Through my own experiences and conversations with colleagues, I’ve come to believe that one of the chief reasons primary care physicians feel overwhelmed by patient needs is that too many still practice under the fee-for-service model. As both a workflow and financial model, it simply does not support the effort required to manage complex cases nor is it conducive to strengthening the physician-patient relationship.
That the U.S. health system is finally realizing its long-overdue opportunity to overcome the limits of fee-for-service is one of the most encouraging trends in medicine today. To replace this outmoded model that has failed too many physicians, more practices are transitioning to value-based contracting arrangements in which providers are rewarded for quality over volume.
However, the challenge that many primary care providers face in shifting to value-based care is that their practices are often not equipped with the tools needed to succeed under value-based models. It is a preventive, multidisciplinary approach to care that places a premium on care coordination. In turn, this requires technology that stratifies and prioritizes care opportunities for at-risk populations and helps providers maximize incentives tied to performance-based contracts.

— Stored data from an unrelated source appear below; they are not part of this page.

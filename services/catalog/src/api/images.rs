use super::{ApiError, ApiResult, AppState};
use crate::asset::AssetId;
use axum::{
    body::Body,
    extract::{Path, State},
    http::header,
    response::{IntoResponse, Response},
};
use tracing::instrument;

/// Identifiers never change content, so clients may cache forever
const IMMUTABLE_CACHE_CONTROL: &str = "public, max-age=31536000, immutable";

/// Stream an image, served from the local cache when possible
#[instrument(skip(state))]
pub(super) async fn get_image(
    State(state): State<AppState>,
    Path(id): Path<String>,
) -> ApiResult<Response> {
    let id = AssetId::parse(&id).map_err(|_| ApiError::not_found("Image not found"))?;
    let asset = state.assets.get(&id).await?;

    Ok((
        [
            (header::CONTENT_TYPE, asset.content_type),
            (header::CACHE_CONTROL, IMMUTABLE_CACHE_CONTROL),
        ],
        Body::from_stream(asset.into_stream()),
    )
        .into_response())
}
mod common;

use bytes::Bytes;
use catalog_service::repository::PosterStatus;
use catalog_service::repository::StockItemChanges;
use catalog_service::service::PosterDraft;
use catalog_service::{AssetSource, ServiceError};
use common::{png, Harness};
use tokio_test::{assert_err, assert_ok};
use uuid::Uuid;

fn draft(festival_id: Uuid, name: &str) -> PosterDraft {
    PosterDraft {
        festival_id,
        name: name.to_string(),
        description: "Limited print".to_string(),
    }
}

#[tokio::test]
async fn rejected_creates_leave_no_images() {
    let h = Harness::new().await;
    let festival_id = h.festival().await;

    assert_ok!(h.catalog.posters.create(draft(festival_id, "day-1"), png(10, 10)).await);

    let duplicate = h.catalog.posters.create(draft(festival_id, "day-1"), png(10, 10)).await;
    assert!(assert_err!(duplicate).is_already_exists());

    let unknown_festival = h
        .catalog
        .posters
        .create(draft(Uuid::now_v7(), "day-2"), png(10, 10))
        .await;
    assert!(assert_err!(unknown_festival).is_not_found());

    let garbage = h
        .catalog
        .posters
        .create(draft(festival_id, "day-3"), Bytes::from_static(b"GIF89a?"))
        .await;
    assert!(matches!(garbage, Err(ServiceError::InvalidImage(_))));

    assert_eq!(h.repo.poster_count(), 1);
    h.assert_no_orphans();
    h.assert_no_dangling_references().await;
}

#[tokio::test]
async fn concurrent_creates_with_same_name_keep_one_image() {
    let h = Harness::new().await;
    let festival_id = h.festival().await;
    // Both creates pass the name check; the insert decides the winner
    h.repo.gate_name_checks(2);

    let (a, b) = tokio::join!(
        h.catalog.posters.create(draft(festival_id, "finale"), png(10, 10)),
        h.catalog.posters.create(draft(festival_id, "finale"), png(12, 12)),
    );

    assert_eq!(h.repo.poster_inserts(), 2);
    let (winners, losers): (Vec<_>, Vec<_>) = [a, b].into_iter().partition(|r| r.is_ok());
    assert_eq!(winners.len(), 1);
    assert_eq!(losers.len(), 1);
    for loser in losers {
        assert!(loser.unwrap_err().is_already_exists());
    }

    assert_eq!(h.repo.poster_count(), 1);
    assert_eq!(h.remote.objects.len(), 1);
    h.assert_no_dangling_references().await;
}

#[tokio::test]
async fn delete_is_safe_to_repeat() {
    let h = Harness::new().await;
    let festival_id = h.festival().await;
    let poster = assert_ok!(h.catalog.posters.create(draft(festival_id, "encore"), png(8, 8)).await);

    assert_ok!(h.catalog.posters.delete(poster.id).await);
    let again = h.catalog.posters.delete(poster.id).await;
    assert!(assert_err!(again).is_not_found());

    assert!(h.remote.objects.is_empty());
    assert_eq!(h.repo.poster_count(), 0);
}

#[tokio::test]
async fn delete_retry_finishes_after_row_delete_failure() {
    let h = Harness::new().await;
    let item = assert_ok!(
        h.catalog
            .stock_items
            .create(
                StockItemChanges {
                    name: "Towel".to_string(),
                    category: "goods".to_string(),
                    description: String::new(),
                },
                png(6, 6),
            )
            .await
    );
    let image_id = item.image_id.clone().unwrap();

    h.repo.fail_row_deletes(true);
    let first = h.catalog.stock_items.delete(item.id).await;
    assert!(matches!(
        first,
        Err(ServiceError::InternalInconsistency { ref asset_id, .. }) if *asset_id == image_id
    ));
    assert!(!h.remote.contains(image_id.as_str()).await);

    h.repo.fail_row_deletes(false);
    assert_ok!(h.catalog.stock_items.delete(item.id).await);
    assert!(assert_err!(h.catalog.stock_items.get(item.id).await).is_not_found());
}

#[tokio::test]
async fn failed_image_delete_keeps_row_and_image() {
    let h = Harness::new().await;
    let festival_id = h.festival().await;
    let poster = assert_ok!(h.catalog.posters.create(draft(festival_id, "flyer"), png(8, 8)).await);

    h.remote.fail_deletes(true);
    assert_err!(h.catalog.posters.delete(poster.id).await);

    assert_ok!(h.catalog.posters.get(poster.id).await);
    h.assert_no_dangling_references().await;
}

#[tokio::test]
async fn festival_delete_removes_poster_images() {
    let h = Harness::new().await;
    let festival_id = h.festival().await;
    for name in ["a", "b", "c"] {
        assert_ok!(h.catalog.posters.create(draft(festival_id, name), png(4, 4)).await);
    }
    assert_eq!(h.remote.objects.len(), 3);

    assert_ok!(h.catalog.festivals.delete(festival_id).await);

    assert!(h.remote.objects.is_empty());
    assert_eq!(h.repo.poster_count(), 0);
    assert!(assert_err!(h.catalog.festivals.get(festival_id).await).is_not_found());
}

#[tokio::test]
async fn update_image_replaces_stored_image() {
    let h = Harness::new().await;
    let festival_id = h.festival().await;
    let poster = assert_ok!(h.catalog.posters.create(draft(festival_id, "map"), png(8, 8)).await);
    let old = poster.image_id.unwrap();

    let new = assert_ok!(h.catalog.posters.update_image(poster.id, png(16, 16)).await);
    assert_ok!(h.catalog.posters.change_status(poster.id, PosterStatus::Collected).await);

    assert!(!h.remote.contains(old.as_str()).await);
    let reloaded = assert_ok!(h.catalog.posters.get(poster.id).await);
    assert_eq!(reloaded.image_id, Some(new));
    assert_eq!(reloaded.status, PosterStatus::Collected);
    h.assert_no_orphans();
    h.assert_no_dangling_references().await;
}

#[tokio::test]
async fn png_upload_is_served_as_jpeg_from_cache_and_remote() {
    let h = Harness::new().await;
    let item = assert_ok!(
        h.catalog
            .stock_items
            .create(
                StockItemChanges {
                    name: "Poster tube".to_string(),
                    category: "goods".to_string(),
                    description: "Fits A2".to_string(),
                },
                png(10, 10),
            )
            .await
    );
    let id = item.image_id.unwrap();
    assert_eq!(
        item.image_url.as_deref(),
        Some(format!("http://catalog.test/api/v1/images/{}", id).as_str())
    );

    let cached = assert_ok!(h.assets.get(&id).await);
    assert_eq!(cached.source, AssetSource::Cache);
    assert_eq!(cached.content_type, "image/jpeg");
    let cached_bytes = assert_ok!(cached.into_bytes().await);

    // Cold cache: the remote copy is identical
    std::fs::remove_file(h.assets.cache().path_for(&id)).unwrap();
    let fetched = assert_ok!(h.assets.get(&id).await);
    assert_eq!(fetched.source, AssetSource::Remote);
    assert_eq!(assert_ok!(fetched.into_bytes().await), cached_bytes);

    let decoded = image::load_from_memory_with_format(&cached_bytes, image::ImageFormat::Jpeg)
        .unwrap();
    assert_eq!((decoded.width(), decoded.height()), (10, 10));
}

#[tokio::test]
async fn stock_items_filter_by_category() {
    let h = Harness::new().await;
    for (name, category) in [("Cap", "apparel"), ("Tee", "apparel"), ("Pin", "goods")] {
        assert_ok!(
            h.catalog
                .stock_items
                .create(
                    StockItemChanges {
                        name: name.to_string(),
                        category: category.to_string(),
                        description: String::new(),
                    },
                    png(2, 2),
                )
                .await
        );
    }

    let apparel = assert_ok!(h.catalog.stock_items.query(Some("apparel".to_string())).await);
    assert_eq!(apparel.len(), 2);
    let all = assert_ok!(h.catalog.stock_items.query(None).await);
    assert_eq!(all.len(), 3);
}
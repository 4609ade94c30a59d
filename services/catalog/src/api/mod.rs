//! HTTP surface of the catalog service.

mod festival_stocks;
mod festivals;
mod images;
mod posters;
mod sales;
mod stock_items;

use crate::asset_store::AssetStore;
use crate::config::ApiConfig;
use crate::error::{AssetError, ServiceError};
use crate::repository::Repository;
use crate::service::Catalog;
use anyhow::{Context, Result};
use axum::{
    extract::{multipart::MultipartError, DefaultBodyLimit, Multipart, State},
    http::StatusCode,
    response::{IntoResponse, Response},
    routing::{get, patch, post, put},
    Json, Router,
};
use bytes::Bytes;
use serde::Serialize;
use std::collections::HashMap;
use std::sync::Arc;
use tower_http::cors::{Any, CorsLayer};
use tower_http::trace::TraceLayer;
use tracing::{error, info};
use uuid::Uuid;

/// Application state shared across handlers
#[derive(Clone)]
pub struct AppState {
    pub catalog: Catalog,
    pub assets: Arc<AssetStore>,
    pub repo: Arc<dyn Repository>,
}

/// Error response
#[derive(Debug, Serialize)]
pub struct ErrorResponse {
    pub error: String,
    pub code: String,
}

/// Handler failure rendered as an [`ErrorResponse`]
#[derive(Debug)]
pub struct ApiError {
    status: StatusCode,
    code: &'static str,
    message: String,
}

impl ApiError {
    pub fn bad_request(message: impl Into<String>) -> Self {
        Self {
            status: StatusCode::BAD_REQUEST,
            code: "INVALID_REQUEST",
            message: message.into(),
        }
    }

    pub fn not_found(message: impl Into<String>) -> Self {
        Self {
            status: StatusCode::NOT_FOUND,
            code: "NOT_FOUND",
            message: message.into(),
        }
    }

    fn internal() -> Self {
        Self {
            status: StatusCode::INTERNAL_SERVER_ERROR,
            code: "INTERNAL_ERROR",
            message: "Internal server error".to_string(),
        }
    }

    pub fn status(&self) -> StatusCode {
        self.status
    }
}

impl From<ServiceError> for ApiError {
    fn from(err: ServiceError) -> Self {
        match err.primary() {
            ServiceError::NotFound => Self::not_found("Resource not found"),
            ServiceError::AlreadyExists => Self {
                status: StatusCode::CONFLICT,
                code: "ALREADY_EXISTS",
                message: "Resource already exists".to_string(),
            },
            ServiceError::InvalidImage(reason) => Self {
                status: StatusCode::BAD_REQUEST,
                code: "INVALID_IMAGE",
                message: format!("Invalid image: {}", reason),
            },
            _ => {
                error!(error = %err, "Request failed");
                Self::internal()
            }
        }
    }
}

impl From<AssetError> for ApiError {
    fn from(err: AssetError) -> Self {
        match err {
            AssetError::AssetNotFound(_) => Self::not_found("Image not found"),
            other => {
                error!(error = %other, "Image request failed");
                Self::internal()
            }
        }
    }
}

impl From<MultipartError> for ApiError {
    fn from(err: MultipartError) -> Self {
        Self {
            status: err.status(),
            code: "INVALID_MULTIPART",
            message: err.body_text(),
        }
    }
}

impl IntoResponse for ApiError {
    fn into_response(self) -> Response {
        (
            self.status,
            Json(ErrorResponse {
                error: self.message,
                code: self.code.to_string(),
            }),
        )
            .into_response()
    }
}

pub type ApiResult<T> = Result<T, ApiError>;

/// Path identifiers that do not parse cannot name an existing row
pub(crate) fn parse_id(raw: &str) -> ApiResult<Uuid> {
    Uuid::parse_str(raw).map_err(|_| ApiError::not_found("Resource not found"))
}

/// Check a text field's length in characters
pub(crate) fn check_len(field: &str, value: &str, min: usize, max: usize) -> ApiResult<()> {
    let len = value.chars().count();
    if len < min || len > max {
        return Err(ApiError::bad_request(format!(
            "{} must be between {} and {} characters",
            field, min, max
        )));
    }
    Ok(())
}

/// Text fields and the optional `image` part of a multipart form
#[derive(Debug, Default)]
pub(crate) struct UploadForm {
    fields: HashMap<String, String>,
    image: Option<Bytes>,
}

impl UploadForm {
    pub async fn read(mut multipart: Multipart) -> ApiResult<Self> {
        let mut form = Self::default();
        while let Some(field) = multipart.next_field().await? {
            let Some(name) = field.name().map(str::to_string) else {
                continue;
            };
            if name == "image" {
                form.image = Some(field.bytes().await?);
            } else {
                form.fields.insert(name, field.text().await?);
            }
        }
        Ok(form)
    }

    /// Text field, empty when absent
    pub fn text(&self, name: &str) -> String {
        self.fields.get(name).cloned().unwrap_or_default()
    }

    pub fn take_image(&mut self) -> ApiResult<Bytes> {
        match self.image.take() {
            Some(image) if !image.is_empty() => Ok(image),
            _ => Err(ApiError::bad_request("image is required")),
        }
    }
}

/// Create the API router
pub fn create_router(state: AppState, config: &ApiConfig) -> Router {
    let cors = if config.cors_enabled {
        if config.cors_origins.is_empty() {
            CorsLayer::new()
                .allow_origin(Any)
                .allow_methods(Any)
                .allow_headers(Any)
        } else {
            let origins: Vec<_> = config
                .cors_origins
                .iter()
                .filter_map(|o| o.parse().ok())
                .collect();
            CorsLayer::new()
                .allow_origin(origins)
                .allow_methods(Any)
                .allow_headers(Any)
        }
    } else {
        CorsLayer::new()
    };

    Router::new()
        .route("/health", get(health_check))
        .route("/ready", get(readiness_check))
        .route("/api/v1/images/:id", get(images::get_image))
        .route(
            "/api/v1/festivals",
            get(festivals::list_festivals).post(festivals::create_festival),
        )
        .route(
            "/api/v1/festivals/:id",
            get(festivals::get_festival)
                .put(festivals::edit_festival)
                .delete(festivals::delete_festival),
        )
        .route(
            "/api/v1/festivals/:id/posters",
            get(posters::list_festival_posters),
        )
        .route(
            "/api/v1/festivals/:id/posters/:name",
            get(posters::get_poster_by_name),
        )
        .route("/api/v1/posters", post(posters::create_poster))
        .route(
            "/api/v1/posters/:id",
            get(posters::get_poster)
                .put(posters::edit_poster)
                .delete(posters::delete_poster),
        )
        .route("/api/v1/posters/:id/status", patch(posters::change_status))
        .route("/api/v1/posters/:id/image", put(posters::update_image))
        .route(
            "/api/v1/stock-items",
            get(stock_items::list_stock_items).post(stock_items::create_stock_item),
        )
        .route(
            "/api/v1/stock-items/:id",
            get(stock_items::get_stock_item)
                .put(stock_items::edit_stock_item)
                .delete(stock_items::delete_stock_item),
        )
        .route("/api/v1/stock-items/:id/image", put(stock_items::update_image))
        .route(
            "/api/v1/festivals/:id/stocks",
            get(festival_stocks::list_festival_stocks)
                .post(festival_stocks::register_festival_stock),
        )
        .route(
            "/api/v1/festival-stocks/:id",
            get(festival_stocks::get_festival_stock)
                .delete(festival_stocks::delete_festival_stock),
        )
        .route(
            "/api/v1/festival-stocks/:id/price",
            put(festival_stocks::update_price),
        )
        .route(
            "/api/v1/festival-stocks/:id/sales",
            get(sales::list_stock_sales),
        )
        .route("/api/v1/sales", get(sales::list_sales).post(sales::create_sale))
        .route(
            "/api/v1/sales/:id",
            get(sales::get_sale).delete(sales::delete_sale),
        )
        .layer(DefaultBodyLimit::max(config.max_upload_bytes))
        .layer(TraceLayer::new_for_http())
        .layer(cors)
        .with_state(state)
}

async fn health_check() -> impl IntoResponse {
    Json(serde_json::json!({
        "status": "healthy",
        "service": "catalog-service"
    }))
}

async fn readiness_check(State(state): State<AppState>) -> impl IntoResponse {
    match state.repo.ping().await {
        Ok(()) => (
            StatusCode::OK,
            Json(serde_json::json!({
                "status": "ready",
                "database": "connected"
            })),
        ),
        Err(e) => (
            StatusCode::SERVICE_UNAVAILABLE,
            Json(serde_json::json!({
                "status": "not_ready",
                "database": "disconnected",
                "error": e.to_string()
            })),
        ),
    }
}

/// Serve the API until `shutdown` resolves
pub async fn start_api_server(
    state: AppState,
    config: &ApiConfig,
    shutdown: impl std::future::Future<Output = ()> + Send + 'static,
) -> Result<()> {
    let router = create_router(state, config);
    let addr = format!("{}:{}", config.host, config.port);

    info!(address = %addr, "Starting catalog API server");

    let listener = tokio::net::TcpListener::bind(&addr)
        .await
        .context("Failed to bind to address")?;

    axum::serve(listener, router)
        .with_graceful_shutdown(shutdown)
        .await
        .context("API server error")?;

    Ok(())
}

New practice models for primary care
The lack of necessary tools may be changing, though, in part due to the new federal program called CMS Primary Cares. The program offers five financial models, including one based on risk-adjusted per-member, per-month payment. This arrangement in particular will deliver greater financial certainty to practices, providing the funds to invest more heavily in tools that support the delivery of advanced primary care.
Importantly, upfront payments for each patient is a significant and predictable revenue source. By investing a portion of these upfront payments in new tools to help their practices manage populations based on risk and urgent needs, primary care providers can set themselves on a path to success in the shift to value-based care.
It should be understood that transitioning to value-based care won’t be an easy shift. To achieve true transformation, practices will require not only new financial models, but new technology, new workflows, additional staff training and lots of support.
Value-based care gaining traction in Arizona
As chief medical officer at Phoenix-based integrated delivery system Equality Health, I am part of a team that provides tools to our primary care provider network to aid the delivery of proactive, value-based care. The provider practices in our network receive specialized training that assists them in assessing patients for behavioral, social and cultural risk factors that could hinder even the most carefully designed care-coordination plans.
As a result of our health system’s significant Latino patient population, for example, our curriculum for providers emphasizes the incorporation of values and cultural beliefs that have significant meaning to this population.
We also know firsthand that our providers need real-time visibility of at-risk patients. We’ve developed a proprietary care coordination response that delivers this insight at micro and population-sized levels. At the micro-level, for example, physicians can identify care gaps for individual patients, while also having access to macro-level information such as our overall population health management performance for various conditions.
These insights are fueled by a diverse and consolidated set of data sources in our care coordination platform. It is this aggregated and structured set of data that provide a comprehensive view of patient health that expedites risk stratification, enabling physicians and staff to assemble and review lists of patients—by condition or gap—who are due to obtain specific services. To improve outcomes, it is critical to track at-risk patients and coordinate their care among all key stakeholders.
It is also crucial for primary care providers to receive real-time alerts for important care events such as admission, discharge and transfer. These alerts inform prompt follow-up, which is key to reducing readmissions. As such, this is a feature we embedded early on in our care coordination platform.
Our frontline position helps us see with our own eyes how unified collaboration and a full picture of patient health are integral to value-based care. Primary care providers see it, too, and collectively are using the platform to deliver risk-based care within five Medicaid health plans in the state. Thousands more clinical sites across the country have also deployed the platform.
It’s critical that all primary care practices have this kind of support, and the new Primary Cares reimbursement model can help them pay for it.
Of course, reimbursement reform won’t solve every problem in healthcare. But payment reform is a move in the right direction. By transitioning to new financial models that reward value and quality of care as opposed to volume, primary care practices can escape the fee-for-service hamster wheel and practice medicine in a way that prioritizes the doctor-patient relationship.